Model Planes/Boats/Car Hobby Shops used to carry Devcon


----------



## TIGGER (Jan 17, 2006)

Here is a link to a place that I have bought it from before. 9 OZ bottles

http://www.hobbylinc.com/prods/rga.htm

John


----------



## rjbass (Aug 1, 2007)

All Wal-marts have quit carrying it according to the hardware manager here. The 9 oz packs are a better deal in the long run anyway.....I have seen them for 13.95, that's not bad.

Rod


----------



## vc1111 (Apr 13, 2004)

Lol, there's a real panic in the bait-making communities over this Walmart thing!

That's too bad really, their price was decent and it was so convenient.

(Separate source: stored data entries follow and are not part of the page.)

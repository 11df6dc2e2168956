//! The `validate` command.
//!
//! Runs the whole pipeline (render, split, classify, assemble), reads the
//! Dockerfiles of Dockerfile images and prints a summary of the result. Any
//! failure is reported as a single error; in JSON mode the result object is
//! printed first so scripts can inspect it.

use anyhow::{Context, Result, anyhow};
use clap::Args;
use colored::Colorize;
use serde::Serialize;

use super::GlobalArgs;
use crate::config::error::display_name;
use crate::config::{WerfConfig, get_werf_config};
use crate::giterminism::FileReader;

/// Validate the werf config of the project.
#[derive(Debug, Args)]
pub struct ValidateCommand {
    /// Output format: text or json
    #[arg(long, value_enum, default_value = "text")]
    pub format: OutputFormat,
}

#[derive(Clone, Debug, PartialEq, Eq, clap::ValueEnum)]
pub enum OutputFormat {
    Text,
    Json,
}

/// What `validate --format json` prints.
#[derive(Debug, Default, Serialize)]
pub struct ValidationResults {
    pub valid: bool,
    #[serde(skip_serializing_if = "Option::is_none")]
    pub project: Option<String>,
    pub images: Vec<String>,
    pub artifacts: Vec<String>,
    /// Every image and artifact, dependencies first.
    pub build_order: Vec<String>,
    pub imports: Vec<ImportSummary>,
    pub errors: Vec<String>,
}

#[derive(Debug, Serialize)]
pub struct ImportSummary {
    pub consumer: String,
    pub source: String,
    pub add: String,
    pub to: String,
}

impl ValidationResults {
    fn from_config(config: &WerfConfig) -> Result<Self> {
        let imports = config
            .imports_by_source
            .iter()
            .flat_map(|(source, refs)| {
                refs.iter().map(move |import_ref| ImportSummary {
                    consumer: display_name(&import_ref.consumer).to_string(),
                    source: format!("{} {}", import_ref.import.source.directive(), source),
                    add: import_ref.import.add.clone(),
                    to: import_ref.import.to.clone(),
                })
            })
            .collect();

        Ok(Self {
            valid: true,
            project: Some(config.meta.project.clone()),
            images: config.image_names().into_iter().map(|name| display_name(name).to_string()).collect(),
            artifacts: config.artifacts.iter().map(|artifact| artifact.base.name.clone()).collect(),
            build_order: config
                .dependency_order()?
                .iter()
                .map(|name| display_name(name).to_string())
                .collect(),
            imports,
            errors: Vec::new(),
        })
    }

    fn print_text(&self) {
        if let Some(project) = &self.project {
            println!("{} werf config of project {} is valid", "✓".green(), project.bold());
        }
        println!("  images:    {}", list_or_none(&self.images));
        println!("  artifacts: {}", list_or_none(&self.artifacts));
        println!("  build order: {}", self.build_order.join(" → "));
        for import in &self.imports {
            println!("  {} imports {} from {} to {}", import.consumer, import.add, import.source, import.to);
        }
    }
}

/// Dockerfiles and `.dockerignore` files must be readable under the
/// giterminism policy, the same way a build would read them.
fn check_dockerfiles(config: &WerfConfig, reader: &FileReader) -> Result<()> {
    for image in &config.images_from_dockerfile {
        image
            .read_dockerfile(reader)
            .and_then(|_| image.read_dockerignore(reader))
            .with_context(|| format!("image {}", display_name(&image.name)))?;
    }
    Ok(())
}

fn list_or_none(names: &[String]) -> String {
    if names.is_empty() {
        "none".dimmed().to_string()
    } else {
        names.join(", ")
    }
}

impl ValidateCommand {
    pub fn execute(self, global: &GlobalArgs, quiet: bool) -> Result<()> {
        let outcome = global.file_reader().and_then(|reader| {
            let config = get_werf_config(
                &reader,
                global.config.as_deref(),
                &global.config_templates_dir,
                &global.config_options(),
            )?;
            check_dockerfiles(&config, &reader)?;
            ValidationResults::from_config(&config)
        });

        match (outcome, &self.format) {
            (Ok(results), OutputFormat::Json) => {
                println!("{}", serde_json::to_string_pretty(&results)?);
                Ok(())
            }
            (Ok(results), OutputFormat::Text) => {
                if !quiet {
                    results.print_text();
                }
                Ok(())
            }
            (Err(error), OutputFormat::Json) => {
                let results = ValidationResults {
                    errors: vec![format!("{error:#}")],
                    ..Default::default()
                };
                println!("{}", serde_json::to_string_pretty(&results)?);
                Err(anyhow!("werf config validation failed"))
            }
            (Err(error), OutputFormat::Text) => Err(error),
        }
    }
}
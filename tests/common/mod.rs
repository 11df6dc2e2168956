//! Common helpers for werf-config integration tests
//!
//! Projects come from [`werf_config::test_utils::TestProject`]; this module
//! adds running the binary against them and a few canned configs.

// Not every test module uses every helper
#![allow(dead_code)]

use anyhow::{Context, Result};
use std::path::Path;
use std::process::Command;

/// A meta section followed by a stapel image, an artifact and a Dockerfile image.
pub const BASIC_CONFIG: &str = r#"configVersion: 1
project: demo
---
artifact: builder
from: golang:1.22
shell:
  install:
  - go build -o /out/app ./...
---
image: app
from: alpine:3.20
import:
- artifact: builder
  add: /out
  to: /usr/local/bin
  after: install
---
image: worker
dockerfile: Dockerfile.worker
"#;

/// Runs the binary inside `project_dir` with a clean giterminism environment.
pub fn run_werf_config(project_dir: &Path, args: &[&str]) -> Result<CommandOutput> {
    run_werf_config_with_env(project_dir, args, &[])
}

pub fn run_werf_config_with_env(
    project_dir: &Path,
    args: &[&str],
    envs: &[(&str, &str)],
) -> Result<CommandOutput> {
    let mut command = Command::new(env!("CARGO_BIN_EXE_werf-config"));
    command
        .args(args)
        .current_dir(project_dir)
        .env_remove("WERF_LOOSE_GITERMINISM")
        .env_remove("RUST_LOG")
        .env("NO_COLOR", "1");
    for (key, value) in envs {
        command.env(key, value);
    }

    let output = command.output().context("Failed to run werf-config")?;
    Ok(CommandOutput {
        stdout: String::from_utf8_lossy(&output.stdout).into_owned(),
        stderr: String::from_utf8_lossy(&output.stderr).into_owned(),
        success: output.status.success(),
        code: output.status.code(),
    })
}

/// Command output helper
pub struct CommandOutput {
    pub stdout: String,
    pub stderr: String,
    pub success: bool,
    pub code: Option<i32>,
}

impl CommandOutput {
    pub fn assert_success(&self) -> &Self {
        assert!(
            self.success,
            "Command failed with code {:?}\nStderr: {}",
            self.code, self.stderr
        );
        self
    }

    pub fn assert_failure(&self) -> &Self {
        assert!(!self.success, "Command unexpectedly succeeded\nStdout: {}", self.stdout);
        assert_eq!(self.code, Some(1));
        self
    }

    pub fn assert_stdout_contains(&self, text: &str) -> &Self {
        assert!(
            self.stdout.contains(text),
            "Expected stdout to contain '{}'\nActual stdout: {}",
            text,
            self.stdout
        );
        self
    }

    pub fn assert_stderr_contains(&self, text: &str) -> &Self {
        assert!(
            self.stderr.contains(text),
            "Expected stderr to contain '{}'\nActual stderr: {}",
            text,
            self.stderr
        );
        self
    }
}
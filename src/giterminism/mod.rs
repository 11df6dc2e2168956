//! Giterminism: reproducible config reads from the head commit.
//!
//! Every file the config pipeline touches is read through [`FileReader`],
//! which decides per call whether the working tree or the head commit is the
//! source of truth:
//!
//! - In **loose** mode everything is read from the project directory.
//! - In **strict** mode files are read from the head commit and compared with
//!   the working tree; any difference is a [`GiterminismError`]. Paths listed
//!   in `werf-giterminism.yaml` for their category are read from the working
//!   tree instead.
//!
//! [`GiterminismManager`] holds the per-invocation state: the compiled
//! allow-list, the loose flag and the resolved head commit. It is built once
//! and shared read-only by every stage.

pub mod config;
pub mod error;
pub mod file_reader;

pub use config::GiterminismConfig;
pub use error::{FileCategory, GITERMINISM_CONFIG_NAME, GiterminismError, ReadLocation};
pub use file_reader::FileReader;

use anyhow::{Context, Result, anyhow};
use std::path::{Path, PathBuf};
use std::sync::Arc;

use crate::git::LocalGitRepo;
use crate::utils::fs::regular_file_exists;
use crate::utils::safe_join;

/// How the manager is set up for one invocation.
#[derive(Debug, Clone)]
pub struct GiterminismOptions {
    /// Read everything from the working tree.
    pub loose: bool,
    /// Project-relative path of the allow-list document.
    pub config_path: String,
}

impl Default for GiterminismOptions {
    fn default() -> Self {
        Self {
            loose: false,
            config_path: GITERMINISM_CONFIG_NAME.to_string(),
        }
    }
}

/// Immutable resolver state for one invocation.
pub struct GiterminismManager {
    project_dir: PathBuf,
    loose: bool,
    config: GiterminismConfig,
    repo: Option<Arc<dyn LocalGitRepo>>,
    head_commit: Option<String>,
}

impl std::fmt::Debug for GiterminismManager {
    fn fmt(&self, f: &mut std::fmt::Formatter<'_>) -> std::fmt::Result {
        f.debug_struct("GiterminismManager")
            .field("project_dir", &self.project_dir)
            .field("loose", &self.loose)
            .field("head_commit", &self.head_commit)
            .finish_non_exhaustive()
    }
}

impl GiterminismManager {
    /// Resolves the head commit and loads the allow-list.
    ///
    /// Strict mode requires a repository. The allow-list is read from the head
    /// commit and must match the working tree; when it is not committed the
    /// allow-list is empty. Loose mode ignores the allow-list entirely.
    pub fn new(
        project_dir: impl AsRef<Path>,
        repo: Option<Arc<dyn LocalGitRepo>>,
        options: &GiterminismOptions,
    ) -> Result<Self> {
        let project_dir = project_dir.as_ref().to_path_buf();

        if options.loose {
            tracing::debug!("Loose giterminism: reading everything from {}", project_dir.display());
            return Ok(Self {
                project_dir,
                loose: true,
                config: GiterminismConfig::default(),
                repo,
                head_commit: None,
            });
        }

        let repo = repo.ok_or_else(|| {
            anyhow!(
                "{} is not a git repository: commit the project or use --loose-giterminism",
                project_dir.display()
            )
        })?;
        let head_commit = repo.head_commit()?;
        tracing::debug!("Using head commit {}", head_commit);

        let config =
            load_giterminism_config(&project_dir, repo.as_ref(), &head_commit, &options.config_path)?;

        Ok(Self {
            project_dir,
            loose: false,
            config,
            repo: Some(repo),
            head_commit: Some(head_commit),
        })
    }

    #[must_use]
    pub fn project_dir(&self) -> &Path {
        &self.project_dir
    }

    #[must_use]
    pub const fn loose_giterminism(&self) -> bool {
        self.loose
    }

    #[must_use]
    pub const fn config(&self) -> &GiterminismConfig {
        &self.config
    }

    /// The repository, if the project is inside one.
    #[must_use]
    pub fn repo(&self) -> Option<&dyn LocalGitRepo> {
        self.repo.as_deref()
    }

    pub fn local_git_repo(&self) -> Result<&dyn LocalGitRepo> {
        self.repo().ok_or_else(|| anyhow!("the project directory is not a git repository"))
    }

    pub fn head_commit(&self) -> Result<&str> {
        self.head_commit.as_deref().ok_or_else(|| anyhow!("the head commit is not resolved"))
    }
}

fn load_giterminism_config(
    project_dir: &Path,
    repo: &dyn LocalGitRepo,
    commit: &str,
    rel_path: &str,
) -> Result<GiterminismConfig> {
    if !repo.is_commit_file_exist(commit, rel_path)? {
        let working_path = safe_join(project_dir, rel_path)?;
        if regular_file_exists(&working_path)? {
            return Err(GiterminismError::UntrackedFile {
                category: FileCategory::GiterminismConfig,
                path: rel_path.to_string(),
            }
            .into());
        }
        tracing::debug!("No {} in commit {}, using an empty allow-list", rel_path, commit);
        return Ok(GiterminismConfig::default());
    }

    let data = repo.read_commit_file(commit, rel_path)?;
    let working_path = safe_join(project_dir, rel_path)?;
    if !file_reader::is_working_file_identical(&working_path, &data)? {
        return Err(GiterminismError::UncommittedChanges {
            category: FileCategory::GiterminismConfig,
            path: rel_path.to_string(),
        }
        .into());
    }

    GiterminismConfig::from_yaml(&data).with_context(|| format!("invalid {rel_path}"))
}
fn resolve_references(config: &WerfConfig, index: &NameIndex<'_>) -> Result<(), ConfigError> {
    let mut references = Vec::new();

    for (kind, base) in stapel_bases(config) {
        let mut unresolved = |directive: &'static str, target: &str, hint: Option<String>| {
            references.push(UnresolvedReference {
                consumer_kind: kind.label(),
                consumer: base.name.clone(),
                directive,
                target: target.to_string(),
                location: base.doc.location(),
                hint,
            });
        };

        match &base.from {
            ImageFrom::Image(target) => {
                if let Some(hint) = index.check(target, true) {
                    unresolved("fromImage", target, hint);
                }
            }
            ImageFrom::Artifact(target) => {
                if let Some(hint) = index.check(target, false) {
                    unresolved("fromArtifact", target, hint);
                }
            }
            ImageFrom::Base {
                ..
            } => {}
        }

        for import in &base.import {
            let (directive, image_expected) = match import.source {
                ImportSource::Image(_) => ("import.image", true),
                ImportSource::Artifact(_) => ("import.artifact", false),
            };
            if let Some(hint) = index.check(import.source.name(), image_expected) {
                unresolved(directive, import.source.name(), hint);
            }
        }
    }

    if references.is_empty() {
        Ok(())
    } else {
        Err(ConfigError::UnresolvedReferences {
            references,
        })
    }
}

/// Source name to the imports that read from it, consumers in declaration order.
fn associate_imports(config: &WerfConfig) -> BTreeMap<String, Vec<ImportRef>> {
    let mut index: BTreeMap<String, Vec<ImportRef>> = BTreeMap::new();
    for (_, base) in stapel_bases(config) {
        for import in &base.import {
            index.entry(import.source.name().to_string()).or_default().push(ImportRef {
                consumer: base.name.clone(),
                import: import.clone(),
            });
        }
    }
    index
}

fn join_export_path(add: &str, path: &str) -> String {
    let add = add.trim_end_matches('/');
    let path = path.trim_start_matches('/');
    if path.is_empty() { format!("{add}/") } else { format!("{add}/{path}") }
}

/// Union of every consumer's `excludePaths`, joined to the import's `add`.
#[must_use]
pub fn export_exclusions(consumers: &[ImportRef]) -> Vec<String> {
    consumers
        .iter()
        .flat_map(|import_ref| {
            import_ref
                .import
                .exclude_paths
                .iter()
                .map(|path| join_export_path(&import_ref.import.add, path))
        })
        .collect::<BTreeSet<_>>()
        .into_iter()
        .collect()
}

fn exports_auto_excluding(config: &mut WerfConfig) {
    for (source, consumers) in &config.imports_by_source {
        let exclusions = export_exclusions(consumers);
        if exclusions.is_empty() {
            continue;
        }
        debug!(target: "config", "auto-excluding {:?} from exports of '{}'", exclusions, display_name(source));

        let target = config
            .stapel_images
            .iter_mut()
            .map(|image| (&image.base.name, &mut image.base.export_exclusions))
            .chain(
                config
                    .artifacts
                    .iter_mut()
                    .map(|artifact| (&artifact.base.name, &mut artifact.base.export_exclusions)),
            )
            .chain(
                config
                    .images_from_dockerfile
                    .iter_mut()
                    .map(|image| (&image.name, &mut image.export_exclusions)),
            )
            .find(|(name, _)| *name == source);
        if let Some((_, slot)) = target {
            *slot = exclusions;
        }
    }
}

fn build_graph(config: &WerfConfig, decls: &[Declaration<'_>]) -> ImageGraph {
    let mut graph = ImageGraph::new();
    for decl in decls {
        graph.add_image(decl.name);
    }
    for (_, base) in stapel_bases(config) {
        for dependency in base.dependencies() {
            graph.add_dependency(&base.name, dependency);
        }
    }
    graph
}

/// Turns classified raw documents into a validated [`WerfConfig`].
pub fn assemble(meta: Meta, raw: &RawDocuments) -> Result<WerfConfig, ConfigError> {
    let mut stapel_images: Vec<StapelImage> = Vec::new();
    let mut artifacts: Vec<StapelImageArtifact> = Vec::new();
    let mut images_from_dockerfile: Vec<ImageFromDockerfile> = Vec::new();

    for raw_image in &raw.images_from_dockerfile {
        images_from_dockerfile.extend(ImageFromDockerfile::from_raw(raw_image)?);
    }
    for raw_image in &raw.stapel_images {
        match StapelDirectives::from_raw(raw_image)? {
            StapelDirectives::Images(images) => stapel_images.extend(images),
            StapelDirectives::Artifact(artifact) => artifacts.push(artifact),
        }
    }

    let mut config = WerfConfig {
        meta,
        stapel_images,
        images_from_dockerfile,
        artifacts,
        imports_by_source: BTreeMap::new(),
        graph: ImageGraph::new(),
    };

    let graph = {
        let decls = declarations(&config);
        validate_names(&decls)?;
        resolve_references(&config, &NameIndex::new(&decls))?;
        build_graph(&config, &decls)
    };

    config.imports_by_source = associate_imports(&config);
    exports_auto_excluding(&mut config);

    graph.detect_cycles()?;
    config.graph = graph;

    debug!(
        target: "config",
        "werf config assembled: {} image(s), {} Dockerfile image(s), {} artifact(s)",
        config.stapel_images.len(),
        config.images_from_dockerfile.len(),
        config.artifacts.len()
    );

    Ok(config)
}

#[cfg(test)]
mod tests {
    use super::*;
    use crate::config::parse_werf_config;
    use std::path::Path;

    const META: &str = "configVersion: 1\nproject: demo\n---\n";

    fn parse(body: &str) -> Result<WerfConfig, ConfigError> {
        parse_werf_config(format!("{META}{body}").as_bytes(), Path::new("render.yaml"))
    }

    #[test]
    fn test_duplicate_image_names() {
        let err = parse("image: web\nfrom: a\n---\nimage: web\nfrom: b\n").unwrap_err();
        match err {
            ConfigError::DuplicateNames {
                duplicates,
            } => {
                assert_eq!(duplicates.len(), 1);
                assert_eq!(duplicates[0].name, "web");
                assert_eq!(
                    duplicates[0].locations,
                    vec!["render.yaml:4 (document #2)", "render.yaml:7 (document #3)"]
                );
            }
            other => panic!("unexpected {other:?}"),
        }
    }

    #[test]
    fn test_cross_kind_collision() {
        let err = parse("image: web\nfrom: a\n---\nartifact: web\nfrom: b\n").unwrap_err();
        assert!(matches!(err, ConfigError::DuplicateNames { .. }));

        let err = parse("image: web\nfrom: a\n---\nimage: web\ndockerfile: Dockerfile\n").unwrap_err();
        assert!(matches!(err, ConfigError::DuplicateNames { .. }));
    }

    #[test]
    fn test_names_are_case_sensitive() {
        assert!(parse("image: web\nfrom: a\n---\nimage: Web\nfrom: b\n").is_ok());
    }

    #[test]
    fn test_nameless_image_must_be_alone() {
        assert!(parse("image: ~\nfrom: a\n").is_ok());
        assert!(parse("image: ~\nfrom: a\n---\nartifact: x\nfrom: b\n").is_ok());
        let err = parse("image: ~\nfrom: a\n---\nimage: b\nfrom: b\n").unwrap_err();
        assert!(err.to_string().contains("nameless image"));
    }

    #[test]
    fn test_unresolved_references_are_collected() {
        let err = parse(
            "image: a\nfromImage: missing\n---\nimage: b\nfromArtifact: a\n---\nimage: c\nfrom: x\nimport:\n- artifact: nope\n  add: /x\n",
        )
        .unwrap_err();
        match err {
            ConfigError::UnresolvedReferences {
                references,
            } => {
                let targets: Vec<_> =
                    references.iter().map(|r| (r.consumer.as_str(), r.directive, r.target.as_str())).collect();
                assert_eq!(
                    targets,
                    vec![
                        ("a", "fromImage", "missing"),
                        ("b", "fromArtifact", "a"),
                        ("c", "import.artifact", "nope")
                    ]
                );
                assert!(references[1].hint.as_deref().unwrap_or("").contains("is an image"));
            }
            other => panic!("unexpected {other:?}"),
        }
    }

    #[test]
    fn test_from_image_accepts_dockerfile_image() {
        let config =
            parse("image: base\ndockerfile: Dockerfile\n---\nimage: app\nfromImage: base\n").unwrap();
        assert_eq!(config.dependency_order().unwrap(), vec!["base", "app"]);
    }

    #[test]
    fn test_suggestion_for_typo() {
        let err = parse("image: backend\nfrom: a\n---\nimage: app\nfromImage: bakend\n").unwrap_err();
        assert!(err.to_string().contains("did you mean 'backend'?"));
    }

    #[test]
    fn test_cycle_between_images() {
        let err = parse("image: A\nfromImage: B\n---\nimage: B\nfromImage: A\n").unwrap_err();
        assert_eq!(
            err,
            ConfigError::CircularDependency {
                chain: vec!["A".into(), "B".into(), "A".into()]
            }
        );
    }

    #[test]
    fn test_cycle_through_import() {
        let err = parse(
            "image: app\nfromImage: base\n---\nimage: base\nfrom: alpine\nimport:\n- image: app\n  add: /bin\n",
        )
        .unwrap_err();
        assert_eq!(err.to_string(), "infinite loop detected between images: app → base → app");
    }

    #[test]
    fn test_acyclic_chain_is_accepted() {
        assert!(parse("image: A\nfromImage: B\n---\nimage: B\nfrom: alpine\n").is_ok());
    }

    #[test]
    fn test_import_index_and_export_exclusions() {
        let config = parse(
            "artifact: builder\nfrom: golang\n---\nimage: app\nfrom: alpine\nimport:\n- artifact: builder\n  add: /go/bin\n  excludePaths: [tmp, cache/]\n---\nimage: tool\nfrom: alpine\nimport:\n- artifact: builder\n  add: /go/bin/\n  to: /usr/bin\n  excludePaths: [tmp, docs]\n",
        )
        .unwrap();

        let consumers = &config.imports_by_source["builder"];
        let names: Vec<_> = consumers.iter().map(|c| c.consumer.as_str()).collect();
        assert_eq!(names, vec!["app", "tool"]);

        let builder = config.get_artifact("builder").unwrap();
        assert_eq!(
            builder.base.export_exclusions,
            vec!["/go/bin/cache/", "/go/bin/docs", "/go/bin/tmp"]
        );
        assert!(config.get_stapel_image("app").unwrap().base.export_exclusions.is_empty());
    }

    #[test]
    fn test_join_export_path() {
        assert_eq!(join_export_path("/app", "tmp"), "/app/tmp");
        assert_eq!(join_export_path("/", "/tmp"), "/tmp");
        assert_eq!(join_export_path("/app/", ""), "/app/");
    }
}
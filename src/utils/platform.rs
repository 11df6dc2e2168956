//! Platform-specific helpers used by the git wrapper and the file readers.
//!
//! Paths that cross the boundary between the working tree and the git object
//! database are always handled in their forward-slash form, because that is the
//! only form git accepts inside `<commit>:<path>` specs and `ls-tree` output.

use anyhow::{Result, bail};
use std::path::{Component, Path, PathBuf};

/// Returns `true` when compiled for Windows.
#[must_use]
pub const fn is_windows() -> bool {
    cfg!(windows)
}

/// Returns the name of the git executable for the current platform.
///
/// - **Windows**: `git.exe`
/// - **Unix-like**: `git`, resolved through `PATH`
#[must_use]
pub const fn get_git_command() -> &'static str {
    if is_windows() {
        "git.exe"
    } else {
        "git"
    }
}

/// Checks whether a command is resolvable through `PATH`.
#[must_use]
pub fn command_exists(cmd: &str) -> bool {
    which::which(cmd).is_ok()
}

/// Normalizes a path to forward slashes for matching and for git path specs.
///
/// A leading `./` is dropped so that `./werf.yaml` and `werf.yaml` compare equal.
#[must_use]
pub fn normalize_path_for_storage<P: AsRef<Path>>(path: P) -> String {
    let normalized = path.as_ref().to_string_lossy().replace('\\', "/");
    let mut trimmed = normalized.as_str();
    while let Some(rest) = trimmed.strip_prefix("./") {
        trimmed = rest;
    }
    trimmed.to_string()
}

/// Joins a project-relative path onto the project directory.
///
/// Absolute paths and `..` components that climb above the project directory
/// are rejected: every file a config render touches must live inside the project.
pub fn safe_join(base: &Path, relative: &str) -> Result<PathBuf> {
    let candidate = Path::new(relative);
    if candidate.is_absolute() || relative.starts_with('/') {
        bail!("path '{relative}' must be relative to the project directory");
    }

    let mut depth: usize = 0;
    for component in candidate.components() {
        match component {
            Component::Normal(_) => depth += 1,
            Component::CurDir => {}
            Component::ParentDir => {
                if depth == 0 {
                    bail!("path '{relative}' points outside the project directory");
                }
                depth -= 1;
            }
            Component::RootDir | Component::Prefix(_) => {
                bail!("path '{relative}' must be relative to the project directory");
            }
        }
    }

    Ok(base.join(candidate))
}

I don't know why they worry about the fumes. I used the stuff for years, and I'm okay, I'm okay, I'm okay, I'm okay, I'm okay, I'm okay, I'm okay, I'm okay.


----------



## ThreeRiversEsox (Mar 27, 2008)

well at $2.12 a pop at Walmart, I am more concerned about this turning into a much more expensive method than it ever was before. The hardware/hobby stores sell the 25 mL syringes for $3.60-$4.95 and I've seen them online for up to $6. Fastenal Company sells wholesale cases (24) of the 25 mL syringes for $167. It's ridiculous, but Walmart must've been undercutting Devcon by tons of money cause they were moving tons of product for them. Devcon couldn't maintain selling for so low, so they had to get out. Anywhere you go the prices will be higher than Walmart, so it's time to make the switch to Etex, and spend your extra money on rotisserie motors to get all those baits turnin for 10 hours!


----------



## triton175 (Feb 21, 2006)

TIGGER said:


> Here is a link to a place that I have bought it from before. 9 OZ bottles
> 
> http://www.hobbylinc.com/prods/rga.htm
> 
> John


Thanks for the link John, I just placed my order. I noticed that the local Wal-Marts were out of Devcon, but thought that they just needed to re-order. Too bad they're not carrying it any more.


----------



## Jim45498 (Dec 17, 2007)

Hey guys, Harbor Freight still has D2T. It is $2.49. I noticed it there today. Would have got some but I already have 4


----------



## Evileye (Jan 29, 2006)

Applied industrial technologies a bearing dist nationwide carries a full line
of devcon products, Mcmaster Carr also carries it. Im sure any bearing house
will carry devcon products.


----------